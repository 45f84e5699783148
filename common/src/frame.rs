use image::codecs::jpeg::JpegEncoder;
use image::{ImageReader, RgbImage};
use std::io::Cursor;

/// A decoded camera frame.
///
/// Frames move by value between pipeline stages; a stage that hands a frame
/// forward keeps no reference to it.
#[derive(Debug, Clone)]
pub struct Frame {
    pub image: RgbImage,
    /// Unix millis at which the frame was read from the source.
    pub captured_at_ms: i64,
    pub seq: u64,
}

impl Frame {
    pub fn new(image: RgbImage, captured_at_ms: i64, seq: u64) -> Self {
        Self {
            image,
            captured_at_ms,
            seq,
        }
    }

    /// Decode a JPEG (or any format `image` can sniff) into an RGB frame.
    pub fn decode(data: &[u8], captured_at_ms: i64, seq: u64) -> Result<Self, FrameError> {
        if data.is_empty() {
            return Err(FrameError::Empty);
        }
        let image = ImageReader::new(Cursor::new(data))
            .with_guessed_format()
            .map_err(|e| FrameError::Decode(e.to_string()))?
            .decode()
            .map_err(|e| FrameError::Decode(e.to_string()))?
            .to_rgb8();
        Ok(Self::new(image, captured_at_ms, seq))
    }

    /// Compress the frame to JPEG at the given quality (1..=100).
    pub fn encode_jpeg(&self, quality: u8) -> Result<Vec<u8>, FrameError> {
        let mut buf = Vec::with_capacity((self.width() * self.height()) as usize / 4);
        JpegEncoder::new_with_quality(&mut buf, quality.clamp(1, 100))
            .encode_image(&self.image)
            .map_err(|e| FrameError::Encode(e.to_string()))?;
        Ok(buf)
    }

    pub fn width(&self) -> u32 {
        self.image.width()
    }

    pub fn height(&self) -> u32 {
        self.image.height()
    }
}

#[derive(Debug, thiserror::Error)]
pub enum FrameError {
    #[error("empty frame payload")]
    Empty,
    #[error("failed to decode frame: {0}")]
    Decode(String),
    #[error("failed to encode frame: {0}")]
    Encode(String),
}
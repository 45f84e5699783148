use tokio::sync::watch;
use tokio::task::JoinHandle;
use tracing::{debug, error};

/// Receiving side of a stop request. Long-lived loops select on
/// [`StopSignal::stopped`] next to their own work.
#[derive(Debug, Clone)]
pub struct StopSignal {
    rx: watch::Receiver<bool>,
}

impl StopSignal {
    /// Resolves once a stop has been requested, or the owning handle is gone.
    pub async fn stopped(&mut self) {
        // An Err means the sender was dropped, which also means stop.
        let _ = self.rx.wait_for(|stop| *stop).await;
    }

    pub fn is_stopped(&self) -> bool {
        *self.rx.borrow()
    }
}

/// Owner of a spawned loop. `stop` is idempotent: the first call signals the
/// loop and waits for it, later calls return immediately.
#[derive(Debug)]
pub struct TaskHandle {
    name: &'static str,
    stop_tx: watch::Sender<bool>,
    task: Option<JoinHandle<()>>,
}

impl TaskHandle {
    /// Spawn `body` with a fresh stop signal.
    pub fn spawn<F, Fut>(name: &'static str, body: F) -> Self
    where
        F: FnOnce(StopSignal) -> Fut,
        Fut: std::future::Future<Output = ()> + Send + 'static,
    {
        let (stop_tx, rx) = watch::channel(false);
        let task = tokio::spawn(body(StopSignal { rx }));
        debug!(task = name, "task started");
        Self {
            name,
            stop_tx,
            task: Some(task),
        }
    }

    pub fn name(&self) -> &'static str {
        self.name
    }

    pub fn is_finished(&self) -> bool {
        self.task.as_ref().map_or(true, |t| t.is_finished())
    }

    pub async fn stop(&mut self) {
        let Some(task) = self.task.take() else {
            return;
        };
        self.stop_tx.send_replace(true);
        match task.await {
            Ok(()) => debug!(task = self.name, "task stopped"),
            Err(e) => error!(task = self.name, error = %e, "task ended abnormally"),
        }
    }
}
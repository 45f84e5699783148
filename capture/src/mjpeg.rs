use bytes::{Bytes, BytesMut};
use chrono::Utc;
use futures_util::stream::BoxStream;
use futures_util::StreamExt;
use sentinel_common::Frame;
use std::sync::atomic::{AtomicU64, Ordering};
use std::time::Duration;
use tracing::{debug, info};

use crate::source::{Capture, FrameStream};
use crate::{http_client, CaptureError};

static SEQ_COUNTER: AtomicU64 = AtomicU64::new(0);

const DEFAULT_BOUNDARY: &str = "frame";
const HEADER_END: &[u8] = b"\r\n\r\n";

/// Parse state for the MJPEG multipart stream.
#[derive(Debug, Clone, Copy, PartialEq, Eq)]
enum ParseState {
    /// Looking for the boundary marker `--<boundary>\r\n`.
    SeekingBoundary,
    /// Found boundary, now looking for end of part headers `\r\n\r\n`.
    SeekingHeaderEnd,
    /// Collecting JPEG bytes until the next boundary.
    CollectingJpeg,
}

/// Incremental `multipart/x-mixed-replace` splitter. Feed it chunks as they
/// arrive; boundaries may straddle chunks.
pub struct MultipartParser {
    boundary: Vec<u8>,
    buffer: BytesMut,
    state: ParseState,
    jpeg_start: usize,
}

impl MultipartParser {
    pub fn new(boundary: &str) -> Self {
        Self {
            boundary: format!("--{}\r\n", boundary.trim_start_matches("--")).into_bytes(),
            buffer: BytesMut::with_capacity(256 * 1024),
            state: ParseState::SeekingBoundary,
            jpeg_start: 0,
        }
    }

    pub fn push(&mut self, chunk: &[u8]) {
        self.buffer.extend_from_slice(chunk);
    }

    /// Next complete part body, if the buffer holds one.
    pub fn next_part(&mut self) -> Option<Vec<u8>> {
        let marker_len = self.boundary.len();
        loop {
            match self.state {
                ParseState::SeekingBoundary => {
                    if let Some(pos) = find_subsequence(&self.buffer, &self.boundary) {
                        // Discard everything up to and including the boundary
                        let _ = self.buffer.split_to(pos + marker_len);
                        self.state = ParseState::SeekingHeaderEnd;
                    } else {
                        // Keep the tail in case the boundary spans chunks
                        if self.buffer.len() > marker_len {
                            let _ = self.buffer.split_to(self.buffer.len() - marker_len);
                        }
                        return None;
                    }
                }
                ParseState::SeekingHeaderEnd => {
                    let pos = find_subsequence(&self.buffer, HEADER_END)?;
                    let _ = self.buffer.split_to(pos + HEADER_END.len());
                    self.jpeg_start = 0;
                    self.state = ParseState::CollectingJpeg;
                }
                ParseState::CollectingJpeg => {
                    let Some(pos) =
                        find_subsequence(&self.buffer[self.jpeg_start..], &self.boundary)
                    else {
                        // Avoid re-scanning what was already searched
                        self.jpeg_start = self.buffer.len().saturating_sub(marker_len);
                        return None;
                    };
                    let jpeg_end = self.jpeg_start + pos;
                    // Strip trailing \r\n before boundary
                    let end = if self.buffer[..jpeg_end].ends_with(b"\r\n") {
                        jpeg_end - 2
                    } else {
                        jpeg_end
                    };
                    let part = self.buffer[..end].to_vec();
                    let _ = self.buffer.split_to(jpeg_end + marker_len);
                    self.state = ParseState::SeekingHeaderEnd;
                    self.jpeg_start = 0;
                    if !part.is_empty() {
                        return Some(part);
                    }
                }
            }
        }
    }
}

/// Extract the boundary parameter from a multipart `Content-Type` header.
pub fn boundary_from_content_type(content_type: &str) -> Option<String> {
    content_type.split(';').find_map(|param| {
        let (key, value) = param.trim().split_once('=')?;
        if !key.trim().eq_ignore_ascii_case("boundary") {
            return None;
        }
        let value = value.trim().trim_matches('"');
        (!value.is_empty()).then(|| value.to_string())
    })
}

/// HTTP MJPEG camera (`multipart/x-mixed-replace`).
pub struct MjpegCapture {
    client: reqwest::Client,
}

impl MjpegCapture {
    pub fn new(connect_timeout: Duration) -> Result<Self, CaptureError> {
        Ok(Self {
            client: http_client(connect_timeout)?,
        })
    }
}

impl Capture for MjpegCapture {
    type Stream = MjpegStream;

    async fn open(&mut self, url: &str) -> Result<MjpegStream, CaptureError> {
        let response = self
            .client
            .get(url)
            .send()
            .await
            .map_err(|e| CaptureError::SourceUnavailable(e.to_string()))?;

        if !response.status().is_success() {
            return Err(CaptureError::SourceUnavailable(format!(
                "HTTP status {}",
                response.status().as_u16()
            )));
        }

        let boundary = response
            .headers()
            .get(reqwest::header::CONTENT_TYPE)
            .and_then(|v| v.to_str().ok())
            .and_then(boundary_from_content_type)
            .unwrap_or_else(|| DEFAULT_BOUNDARY.to_string());

        info!(status = %response.status(), boundary = %boundary, "connected to MJPEG stream");

        Ok(MjpegStream {
            body: response.bytes_stream().boxed(),
            parser: MultipartParser::new(&boundary),
        })
    }
}

pub struct MjpegStream {
    body: BoxStream<'static, reqwest::Result<Bytes>>,
    parser: MultipartParser,
}

impl FrameStream for MjpegStream {
    async fn read_next(&mut self) -> Result<Frame, CaptureError> {
        loop {
            while let Some(jpeg) = self.parser.next_part() {
                let seq = SEQ_COUNTER.fetch_add(1, Ordering::Relaxed);
                match decode_off_thread(jpeg, seq).await {
                    Ok(frame) => return Ok(frame),
                    Err(e) => debug!(seq, error = %e, "skipping undecodable MJPEG part"),
                }
            }

            match self.body.next().await {
                Some(Ok(chunk)) => self.parser.push(&chunk),
                Some(Err(e)) => return Err(CaptureError::ReadFailure(e.to_string())),
                None => return Err(CaptureError::ReadFailure("MJPEG stream ended".into())),
            }
        }
    }
}

/// JPEG decoding is CPU-bound; keep it off the async workers.
pub(crate) async fn decode_off_thread(
    data: Vec<u8>,
    seq: u64,
) -> Result<Frame, sentinel_common::FrameError> {
    let captured_at_ms = Utc::now().timestamp_millis();
    tokio::task::spawn_blocking(move || Frame::decode(&data, captured_at_ms, seq))
        .await
        .map_err(|e| sentinel_common::FrameError::Decode(e.to_string()))?
}

/// Find the position of `needle` in `haystack`.
fn find_subsequence(haystack: &[u8], needle: &[u8]) -> Option<usize> {
    haystack
        .windows(needle.len())
        .position(|window| window == needle)
}

#[cfg(test)]
mod tests {
    use super::*;

    fn part(body: &[u8]) -> Vec<u8> {
        let mut out = b"--frame\r\nContent-Type: image/jpeg\r\n\r\n".to_vec();
        out.extend_from_slice(body);
        out.extend_from_slice(b"\r\n");
        out
    }

    #[test]
    fn splits_parts_in_one_chunk() {
        let mut stream = part(b"AAAA");
        stream.extend(part(b"BBBB"));
        stream.extend_from_slice(b"--frame\r\n");

        let mut parser = MultipartParser::new("frame");
        parser.push(&stream);
        assert_eq!(parser.next_part().unwrap(), b"AAAA");
        assert_eq!(parser.next_part().unwrap(), b"BBBB");
        assert!(parser.next_part().is_none());
    }

    #[test]
    fn boundary_split_across_chunks() {
        let mut stream = part(b"first-jpeg");
        stream.extend(part(b"second"));
        stream.extend_from_slice(b"--frame\r\n");

        let mut parser = MultipartParser::new("frame");
        let mut parts = Vec::new();
        for chunk in stream.chunks(3) {
            parser.push(chunk);
            while let Some(p) = parser.next_part() {
                parts.push(p);
            }
        }
        assert_eq!(parts, vec![b"first-jpeg".to_vec(), b"second".to_vec()]);
    }

    #[test]
    fn leading_garbage_is_skipped() {
        let mut stream = b"HTTP preamble junk".to_vec();
        stream.extend(part(b"JPEG"));
        stream.extend_from_slice(b"--frame\r\n");

        let mut parser = MultipartParser::new("frame");
        parser.push(&stream);
        assert_eq!(parser.next_part().unwrap(), b"JPEG");
    }

    #[test]
    fn incomplete_part_waits_for_more_data() {
        let mut parser = MultipartParser::new("frame");
        parser.push(b"--frame\r\nContent-Type: image/jpeg\r\n\r\npartial");
        assert!(parser.next_part().is_none());
        parser.push(b"-rest\r\n--frame\r\n");
        assert_eq!(parser.next_part().unwrap(), b"partial-rest");
    }

    #[test]
    fn custom_boundary() {
        let mut parser = MultipartParser::new("--myboundary");
        parser.push(b"--myboundary\r\nContent-Length: 2\r\n\r\nXY\r\n--myboundary\r\n");
        assert_eq!(parser.next_part().unwrap(), b"XY");
    }

    #[test]
    fn boundary_from_header() {
        assert_eq!(
            boundary_from_content_type("multipart/x-mixed-replace; boundary=frame"),
            Some("frame".into())
        );
        assert_eq!(
            boundary_from_content_type("multipart/x-mixed-replace;boundary=\"--abc\""),
            Some("--abc".into())
        );
        assert_eq!(boundary_from_content_type("image/jpeg"), None);
    }
}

Exercise directions: Search the data above for the word "response" and show every line that has it.

Written answer:
        let response = self
        if !response.status().is_success() {
                response.status().as_u16()
        let boundary = response
        info!(status = %response.status(), boundary = %boundary, "connected to MJPEG stream");
            body: response.bytes_stream().boxed(),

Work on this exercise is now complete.